Strength and durability of roofing PVC membranes in the conditions of climate impacts Текст научной статьи по специальности «Технологии материалов»

DOI: 10.17277/amt.2019.02.pp.041-047

Strength and Durability of Roofing PVC Membranes in the Conditions of Climate Impacts

M.A. Zagorodnikova, V.P. Yartsev*, V.G. Rupyshev

Tambov State Technical University, 112D, Michurinskaya St., Tambov, 392032, Russia * Corresponding author. Tel .: +7 4752 63 03 80. E-mail: kzis@nnn.tstu.ru

Abstract

Waterproofing PVC membranes are widely applied as roofing materials. Under such operating conditions PVC membranes are open to aging under the influence of various environmental factors: air temperature and humidity, ultraviolet radiation, mechanical loads. The aim of the work is to study physical and mechanical properties taking into account the influence of typical aggressive influences and evaluation of the durability of PVC membranes used as roofing materials.

The mechanism of destruction processes of polymers and polymer composites exposed to aging under the influence of temperature and humidity of air, ultraviolet radiation, mechanical loads is considered. The values of the strength characteristics and coefficients of linear thermal extension of PVC membranes are obtained taking into account the effect of UV radiation. When using PVC membranes as a roof coating, it is necessary to take into account the possibility of thermal extension under the influence of high temperatures and plasticity increase.

The durability of PVC membranes was estimated without taking into account external atmospheric and climatic influences from the view of the thermofluctuation theory of the strength of solids. On the basis of the obtained values of physical constants the regularities are derived allowing us to predict the performance parameters of the material taking into account external influences at specified values of tension, temperature and operating time.

Keywords

Waterproofing PVC membranes; polyvinyl chloride; roofing; durability; strength; aging.

Introduction

In recent years, waterproofing membranes based on polyvinyl chloride (PVC membranes) have been widely applied as roofing materials in the construction of large industrial buildings and pavilions of large-scale space [1]. Under such operating conditions PVC membranes are open to aging under the influence of various environmental factors: air temperature and humidity, ultraviolet radiation, mechanical loads and other impacts.

The basis for predicting of the durability of polymeric materials presents the determination of the patterns of changes in their structure over time [2]. Under the influence of aggressive factors in polymeric materials the processes occur, accompanied by a change in their chemical and physical structures, as well as degradation of physical and mechanical properties [3].

© M.A. Zagorodnikova, V.P. Yartsev, V.G. Rupyshev, 2019

Many scientists have been concerned with the problems of polymeric composites aging and predicted their longevity.

In [4, 5], the magnitude of the tensile forces arising in waterproofing membranes as a result of wind pressure on the roof covering was determined. In low-inclined roofs, wind suction (negative pressure) occurs at certain wind speeds, which causes the separation of membranes in loose areas and the formation of a wavy surface. However, the authors did not take into account such an important factor as the aging of PVC under climatic influences.

In [6] the analysis of deterioration of waterproofing shells of flat roofs was made. The authors, basing on the results of modern research methods, found degradation processes, namely, the reduction in the chlorine and carbon content in plasticized PVC membranes in contact with extruded polystyrene in combination with exposure to weather

factors. This aging of PVC membranes increases their fragility and reduces mechanical properties.

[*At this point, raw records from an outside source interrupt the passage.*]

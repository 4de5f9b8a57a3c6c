use serde::{Deserialize, Serialize};

/// One sample of a dataset: numeric and categorical features plus the raw
/// text it was read from.
///
/// Numeric features are the working values used for normalization and
/// distance computation. A copy of them is taken at construction time and
/// never touched again, so clustering output can still show the values as
/// they were read.
#[derive(Debug, Clone, Serialize, Deserialize)]
pub struct Record {
    numeric: Vec<f64>,
    categorical: Vec<String>,
    original_text: String,
    original_numeric: Vec<f64>,
}

impl Record {
    /// Create a record, snapshotting the numeric features.
    #[inline]
    #[must_use]
    pub fn new(original_text: impl Into<String>, numeric: Vec<f64>, categorical: Vec<String>) -> Self {
        Self {
            original_numeric: numeric.clone(),
            numeric,
            categorical,
            original_text: original_text.into(),
        }
    }

    /// Record with numeric features only and no source text.
    #[inline]
    #[must_use]
    pub fn numeric_only(numeric: Vec<f64>) -> Self {
        Self::new(String::new(), numeric, Vec::new())
    }

    /// Record with categorical features only and no source text.
    #[inline]
    #[must_use]
    pub fn categorical_only<S: Into<String>>(categorical: impl IntoIterator<Item = S>) -> Self {
        Self::new(
            String::new(),
            Vec::new(),
            categorical.into_iter().map(Into::into).collect(),
        )
    }

    #[inline]
    pub fn numeric(&self) -> &[f64] {
        &self.numeric
    }

    #[inline]
    pub fn numeric_at(&self, index: usize) -> f64 {
        self.numeric[index]
    }

    /// Overwrite a working numeric value. The original snapshot is kept.
    #[inline]
    pub fn set_numeric(&mut self, index: usize, value: f64) {
        self.numeric[index] = value;
    }

    #[inline]
    pub fn categorical(&self) -> &[String] {
        &self.categorical
    }

    #[inline]
    pub fn categorical_at(&self, index: usize) -> &str {
        &self.categorical[index]
    }

    /// Numeric features as they were when the record was created.
    #[inline]
    pub fn original_numeric(&self) -> &[f64] {
        &self.original_numeric
    }

    #[inline]
    pub fn original_text(&self) -> &str {
        &self.original_text
    }

    #[inline]
    pub fn num_numeric(&self) -> usize {
        self.numeric.len()
    }

    #[inline]
    pub fn num_categorical(&self) -> usize {
        self.categorical.len()
    }

    #[inline]
    pub fn num_features(&self) -> usize {
        self.numeric.len() + self.categorical.len()
    }

    /// Same numeric and categorical counts as `other`.
    #[inline]
    pub fn same_schema(&self, other: &Record) -> bool {
        self.num_numeric() == other.num_numeric()
            && self.num_categorical() == other.num_categorical()
    }
}

/// Records compare by feature values, not by source text or snapshot.
impl PartialEq for Record {
    fn eq(&self, other: &Self) -> bool {
        self.numeric == other.numeric && self.categorical == other.categorical
    }
}

impl std::fmt::Display for Record {
    fn fmt(&self, f: &mut std::fmt::Formatter<'_>) -> std::fmt::Result {
        write!(f, "{}", self.original_text)
    }
}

A study by Italian scientists [7] showed that roof waterproofing membranes can influence the energy consumption of a building. The authors studied the influence of aging caused by the action of solar radiation and other climatic factors in Rome and Milan on the light reflectivity of the coating. The 24-month aging led to an increase in energy consumption for air conditioning systems, on average by 25 %. Moreover, the membrane reflection coefficient decreased from 0.8 to 0.56, which led to an increase in temperature on their surface by 16 °C.

The work of Czech researchers [8] covered the problems of long-term degradation in soil conditions of waterproofing polymer-based membranes, including PVC used in foundations. The authors examined the effect of soil bacteria, high temperature and air humidity, and the radon gas, contained in the soil, on the mechanical properties of membranes and found significant changes in them.

In [9] Pavlov generalized the results of domestic and foreign studies of the aging of various polymers (in particular, PVC) in natural and simulated conditions. In [10, 11], the processes of changing the physical and mechanical properties and structure of PVC coatings during photo-aging were described, and the correlation between micro- and macrostructural changes in the polymer was revealed. In [12] the results of numerous studies of weather resistance of PVC were presented. The changes in the properties of various polymeric and wood-polymer composites were considered in [13 - 17]. The problem of predicting the durability of composite building materials was raised in the works of both Russian [18, 19] and foreign authors [20 - 22].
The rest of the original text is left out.